Reason 1: gains are captured unevenly within a country (about 3 marks). Globalisation's trade and FDI channels tend to reward capital and skilled labour more than unskilled labour, so GDP can rise strongly while median household income and inequality-sensitive measures (the Gini coefficient) move less favourably. In several export-oriented developing economies, GDP growth of 5 to 7 percent a year has coincided with a rising Gini coefficient over the 2010s and 2020s, meaning the growth was real but its development benefit (broadly shared wellbeing) was diluted.

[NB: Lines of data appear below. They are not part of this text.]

//! Sign request and envelope workflow.
//!
//! - [`model`]: documents, signers and their statuses
//! - [`state_machine`]: transitions, the signing-order gate and signing
//! - [`progress`]: cross-document progress of one signer in an envelope

pub mod model;
pub mod progress;
pub mod state_machine;

pub use model::{
    Document, DocumentStatus, NodeType, SignRequest, SignRequestStatus, SignatureFlow,
    SignerIdentity,
};
pub use progress::{compute_progress, ChildSigners, EnvelopeProgress};
pub use state_machine::{check_signing_order, document_status, envelope_status, SigningWorkflow};
//! Certificate issuing boundary.
//!
//! [`CertificateEngine`] is the only contract the rest of the crate depends
//! on. [`RsaToolkitEngine`] implements it in-process with `rsa` and the
//! `x509-cert` builder; a CA-server backend plugs in behind the same trait.

use super::CaEngineKind;
use crate::crl::entry::serial_to_der_bytes;
use crate::error::{Error, Result};
use crate::signatures::SigningCredentials;
use chrono::{DateTime, TimeZone, Utc};
use const_oid::db::rfc4519::{COMMON_NAME, COUNTRY_NAME, ORGANIZATION_NAME};
use const_oid::ObjectIdentifier;
use der::asn1::{Any, SetOfVec};
use der::{Decode, Encode, Tag};
use pkcs8::{DecodePrivateKey, EncodePrivateKey};
use rand::rngs::OsRng;
use rsa::pkcs1v15::SigningKey;
use rsa::{Pkcs1v15Sign, RsaPrivateKey, RsaPublicKey};
use std::time::Duration;
use x509_cert::attr::AttributeTypeAndValue;
use x509_cert::builder::{Builder, CertificateBuilder, Profile};
use x509_cert::name::{Name, RdnSequence, RelativeDistinguishedName};
use x509_cert::serial_number::SerialNumber;
use x509_cert::spki::SubjectPublicKeyInfoOwned;
use x509_cert::time::Validity;
use x509_cert::Certificate;

/// Subject and lifetime of a root certificate.
#[derive(Debug, Clone)]
pub struct RootCertificateOptions {
    pub common_name: String,
    pub organization: Option<String>,
    /// Two-letter country code
    pub country: Option<String>,
    pub validity_days: u32,
    pub serial_number: u64,
}

impl RootCertificateOptions {
    pub fn new(common_name: impl Into<String>, validity_days: u32) -> Self {
        Self {
            common_name: common_name.into(),
            organization: None,
            country: None,
            validity_days,
            serial_number: 1,
        }
    }

    pub fn with_organization(mut self, organization: impl Into<String>) -> Self {
        self.organization = Some(organization.into());
        self
    }

    pub fn with_country(mut self, country: impl Into<String>) -> Self {
        self.country = Some(country.into());
        self
    }
}

/// Request for a signer certificate issued by a root.
#[derive(Clone)]
pub struct EndEntityRequest {
    pub common_name: String,
    pub organization: Option<String>,
    pub validity_days: u32,
    pub serial_number: u64,
    /// DER certificate of the issuer
    pub issuer_certificate: Vec<u8>,
    /// PKCS#8 DER key of the issuer
    pub issuer_private_key: Vec<u8>,
}

impl std::fmt::Debug for EndEntityRequest {
    fn fmt(&self, f: &mut std::fmt::Formatter<'_>) -> std::fmt::Result {
        f.debug_struct("EndEntityRequest")
            .field("common_name", &self.common_name)
            .field("organization", &self.organization)
            .field("validity_days", &self.validity_days)
            .field("serial_number", &self.serial_number)
            .field("issuer_private_key", &"[REDACTED]")
            .finish()
    }
}

/// A certificate together with its freshly generated key.
#[derive(Clone)]
pub struct IssuedCertificate {
    /// DER X.509 certificate
    pub certificate: Vec<u8>,
    /// PKCS#8 DER private key
    pub private_key: Vec<u8>,
    pub serial_number: u64,
    pub not_after: DateTime<Utc>,
}

impl IssuedCertificate {
    pub fn certificate_pem(&self) -> Result<String> {
        to_pem("CERTIFICATE", &self.certificate)
    }

    pub fn private_key_pem(&self) -> Result<String> {
        to_pem("PRIVATE KEY", &self.private_key)
    }

    /// Signing credentials with `chain` as the issuing certificates.
    pub fn to_credentials(&self, chain: Vec<Vec<u8>>) -> SigningCredentials {
        SigningCredentials::new(self.certificate.clone(), self.private_key.clone())
            .with_chain(chain)
    }
}

impl std::fmt::Debug for IssuedCertificate {
    fn fmt(&self, f: &mut std::fmt::Formatter<'_>) -> std::fmt::Result {
        f.debug_struct("IssuedCertificate")
            .field("certificate", &format!("{} bytes", self.certificate.len()))
            .field("private_key", &"[REDACTED]")
            .field("serial_number", &self.serial_number)
            .field("not_after", &self.not_after)
            .finish()
    }
}

/// Certificate issuing and low-level signing.
pub trait CertificateEngine: Send + Sync {
    /// Backend kind, recorded in the CA identifier.
    fn kind(&self) -> CaEngineKind;

    /// Issue a self-signed root certificate.
    fn issue_root_certificate(&self, options: &RootCertificateOptions) -> Result<IssuedCertificate>;

    /// Issue a signer certificate under the issuer in `request`.
    fn issue_end_entity_certificate(&self, request: &EndEntityRequest) -> Result<IssuedCertificate>;

    /// PKCS#1 v1.5 signature over a precomputed digest.
    fn sign(&self, digest: &[u8], private_key: &[u8]) -> Result<Vec<u8>>;
}

/// In-process RSA engine.
#[derive(Debug, Clone)]
pub struct RsaToolkitEngine {
    key_bits: usize,
}

impl Default for RsaToolkitEngine {
    fn default() -> Self {
        Self::new(2048)
    }
}

impl RsaToolkitEngine {
    pub fn new(key_bits: usize) -> Self {
        Self { key_bits }
    }

    pub fn key_bits(&self) -> usize {
        self.key_bits
    }

    fn generate_key(&self) -> Result<RsaPrivateKey> {
        log::debug!("Generating {}-bit RSA key", self.key_bits);
        RsaPrivateKey::new(&mut OsRng, self.key_bits)
            .map_err(|e| Error::Crypto(format!("key generation failed: {}", e)))
    }

    fn build(
        &self,
        profile: Profile,
        serial_number: u64,
        validity_days: u32,
        subject: Name,
        subject_key: &RsaPrivateKey,
        issuer_key: RsaPrivateKey,
    ) -> Result<IssuedCertificate> {
        if validity_days == 0 {
            return Err(Error::Validation(
                "certificate validity must be at least one day".to_string(),
            ));
        }
        let crypto = |e: &dyn std::fmt::Display| Error::Crypto(e.to_string());
        let serial =
            SerialNumber::new(&serial_to_der_bytes(serial_number)).map_err(|e| crypto(&e))?;
        let validity = Validity::from_now(Duration::from_secs(u64::from(validity_days) * 86_400))
            .map_err(|e| crypto(&e))?;
        let public_key = RsaPublicKey::from(subject_key);
        let spki = SubjectPublicKeyInfoOwned::from_key(public_key).map_err(|e| crypto(&e))?;

        let signer = SigningKey::<sha2::Sha256>::new(issuer_key);
        let builder = CertificateBuilder::new(profile, serial, validity, subject, spki, &signer)
            .map_err(|e| crypto(&e))?;
        let certificate = builder
            .build::<rsa::pkcs1v15::Signature>()
            .map_err(|e| crypto(&e))?;

        let not_after = certificate.tbs_certificate.validity.not_after.to_unix_duration();
        let not_after = Utc
            .timestamp_opt(not_after.as_secs() as i64, 0)
            .single()
            .ok_or_else(|| Error::Crypto("certificate expiry out of range".to_string()))?;
        let private_key = subject_key
            .to_pkcs8_der()
            .map_err(|e| crypto(&e))?
            .as_bytes()
            .to_vec();

        Ok(IssuedCertificate {
            certificate: certificate.to_der().map_err(|e| crypto(&e))?,
            private_key,
            serial_number,
            not_after,
        })
    }
}

impl CertificateEngine for RsaToolkitEngine {
    fn kind(&self) -> CaEngineKind {
        CaEngineKind::OpenSsl
    }

    fn issue_root_certificate(
        &self,
        options: &RootCertificateOptions,
    ) -> Result<IssuedCertificate> {
        let subject = distinguished_name(
            &options.common_name,
            options.organization.as_deref(),
            options.country.as_deref(),
        )?;
        let key = self.generate_key()?;
        let issued = self.build(
            Profile::Root,
            options.serial_number,
            options.validity_days,
            subject,
            &key,
            key.clone(),
        )?;
        log::info!("Issued root certificate for {}", options.common_name);
        Ok(issued)
    }

    fn issue_end_entity_certificate(
        &self,
        request: &EndEntityRequest,
    ) -> Result<IssuedCertificate> {
        let issuer = Certificate::from_der(&request.issuer_certificate)
            .map_err(|e| Error::Crypto(format!("invalid issuer certificate: {}", e)))?;
        let issuer_key = RsaPrivateKey::from_pkcs8_der(&request.issuer_private_key)
            .map_err(|e| Error::Crypto(format!("invalid issuer key: {}", e)))?;
        let subject =
            distinguished_name(&request.common_name, request.organization.as_deref(), None)?;
        let key = self.generate_key()?;
        let profile = Profile::Leaf {
            issuer: issuer.tbs_certificate.subject.clone(),
            enable_key_agreement: false,
            enable_key_encipherment: false,
        };
        let issued = self.build(
            profile,
            request.serial_number,
            request.validity_days,
            subject,
            &key,
            issuer_key,
        )?;
        log::info!(
            "Issued end-entity certificate {} for {}",
            request.serial_number,
            request.common_name
        );
        Ok(issued)
    }

    fn sign(&self, digest: &[u8], private_key: &[u8]) -> Result<Vec<u8>> {
        let key = RsaPrivateKey::from_pkcs8_der(private_key)
            .map_err(|e| Error::Crypto(format!("invalid private key: {}", e)))?;
        let scheme = match digest.len() {
            32 => Pkcs1v15Sign::new::<sha2::Sha256>(),
            48 => Pkcs1v15Sign::new::<sha2::Sha384>(),
            64 => Pkcs1v15Sign::new::<sha2::Sha512>(),
            other => {
                return Err(Error::Validation(format!(
                    "unsupported digest length {} (expected SHA-256/384/512)",
                    other
                )))
            },
        };
        key.sign(scheme, digest)
            .map_err(|e| Error::Crypto(format!("signing failed: {}", e)))
    }
}

fn distinguished_name(
    common_name: &str,
    organization: Option<&str>,
    country: Option<&str>,
) -> Result<Name> {
    if common_name.trim().is_empty() {
        return Err(Error::Validation("certificate common name is empty".to_string()));
    }
    let mut rdns = Vec::new();
    if let Some(country) = country {
        if country.len() != 2 || !country.chars().all(|c| c.is_ascii_alphabetic()) {
            return Err(Error::Validation(format!(
                "country must be a two-letter code, got {:?}",
                country
            )));
        }
        rdns.push(rdn(COUNTRY_NAME, Tag::PrintableString, country)?);
    }
    if let Some(organization) = organization {
        rdns.push(rdn(ORGANIZATION_NAME, Tag::Utf8String, organization)?);
    }
    rdns.push(rdn(COMMON_NAME, Tag::Utf8String, common_name)?);
    Ok(RdnSequence(rdns))
}

fn rdn(oid: ObjectIdentifier, tag: Tag, value: &str) -> Result<RelativeDistinguishedName> {
    let crypto = |e: der::Error| Error::Crypto(e.to_string());
    let atv = AttributeTypeAndValue {
        oid,
        value: Any::new(tag, value.as_bytes().to_vec()).map_err(crypto)?,
    };
    Ok(RelativeDistinguishedName(SetOfVec::try_from(vec![atv]).map_err(crypto)?))
}

fn to_pem(label: &'static str, der: &[u8]) -> Result<String> {
    der::pem::encode_string(label, der::pem::LineEnding::LF, der)
        .map_err(|e| Error::Crypto(format!("PEM encoding failed: {}", e)))
}

#[cfg(test)]
mod tests {
    use super::*;
    use crate::signatures::describe_certificate;
    use rsa::pkcs8::DecodePublicKey;

    fn engine() -> RsaToolkitEngine {
        RsaToolkitEngine::new(1024)
    }

    #[test]
    fn test_root_certificate_is_self_signed_ca() {
        let root = engine()
            .issue_root_certificate(
                &RootCertificateOptions::new("Test Root", 30).with_country("PT"),
            )
            .unwrap();
        let details = describe_certificate(&root.certificate, None).unwrap();
        assert!(details.is_ca);
        assert_eq!(details.subject, details.issuer);
        assert_eq!(details.common_name.as_deref(), Some("Test Root"));
        assert_eq!(details.serial, Some(1));
        assert!(root.certificate_pem().unwrap().starts_with("-----BEGIN CERTIFICATE-----"));
    }

    #[test]
    fn test_end_entity_is_issued_by_root() {
        let engine = engine();
        let root = engine
            .issue_root_certificate(&RootCertificateOptions::new("Test Root", 30))
            .unwrap();
        let leaf = engine
            .issue_end_entity_certificate(&EndEntityRequest {
                common_name: "Alice".to_string(),
                organization: Some("Example".to_string()),
                validity_days: 10,
                serial_number: 0x8000_0001,
                issuer_certificate: root.certificate.clone(),
                issuer_private_key: root.private_key.clone(),
            })
            .unwrap();
        let details = describe_certificate(&leaf.certificate, None).unwrap();
        assert!(!details.is_ca);
        assert_eq!(details.issuer, describe_certificate(&root.certificate, None).unwrap().subject);
        assert_eq!(details.serial, Some(0x8000_0001));
        assert!(leaf.not_after > Utc::now());
    }

    #[test]
    fn test_sign_digest_verifies() {
        use sha2::Digest;
        let engine = engine();
        let root = engine
            .issue_root_certificate(&RootCertificateOptions::new("Signer", 1))
            .unwrap();
        let digest = sha2::Sha256::digest(b"payload");
        let signature = engine.sign(&digest, &root.private_key).unwrap();

        let cert = Certificate::from_der(&root.certificate).unwrap();
        let spki_der = cert.tbs_certificate.subject_public_key_info.to_der().unwrap();
        let public = RsaPublicKey::from_public_key_der(&spki_der).unwrap();
        public
            .verify(Pkcs1v15Sign::new::<sha2::Sha256>(), &digest, &signature)
            .unwrap();

        assert!(matches!(engine.sign(&[0u8; 20], &root.private_key), Err(Error::Validation(_))));
    }

    #[test]
    fn test_rejects_bad_subject() {
        let engine = engine();
        assert!(engine
            .issue_root_certificate(&RootCertificateOptions::new("  ", 30))
            .is_err());
        assert!(engine
            .issue_root_certificate(&RootCertificateOptions::new("Root", 30).with_country("PRT"))
            .is_err());
    }
}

Reason 2: weak domestic institutions fail to convert growth into services (about 3 marks). Growth raises government revenue (through taxation of trade, FDI and higher incomes), but development requires that revenue to be reinvested in health, education and infrastructure. In resource-exporting developing economies with weak governance (a pattern sometimes called the "resource curse"), commodity-driven GDP growth has not always translated into matching gains in the Human Development Index, because revenue is not consistently reinvested domestically.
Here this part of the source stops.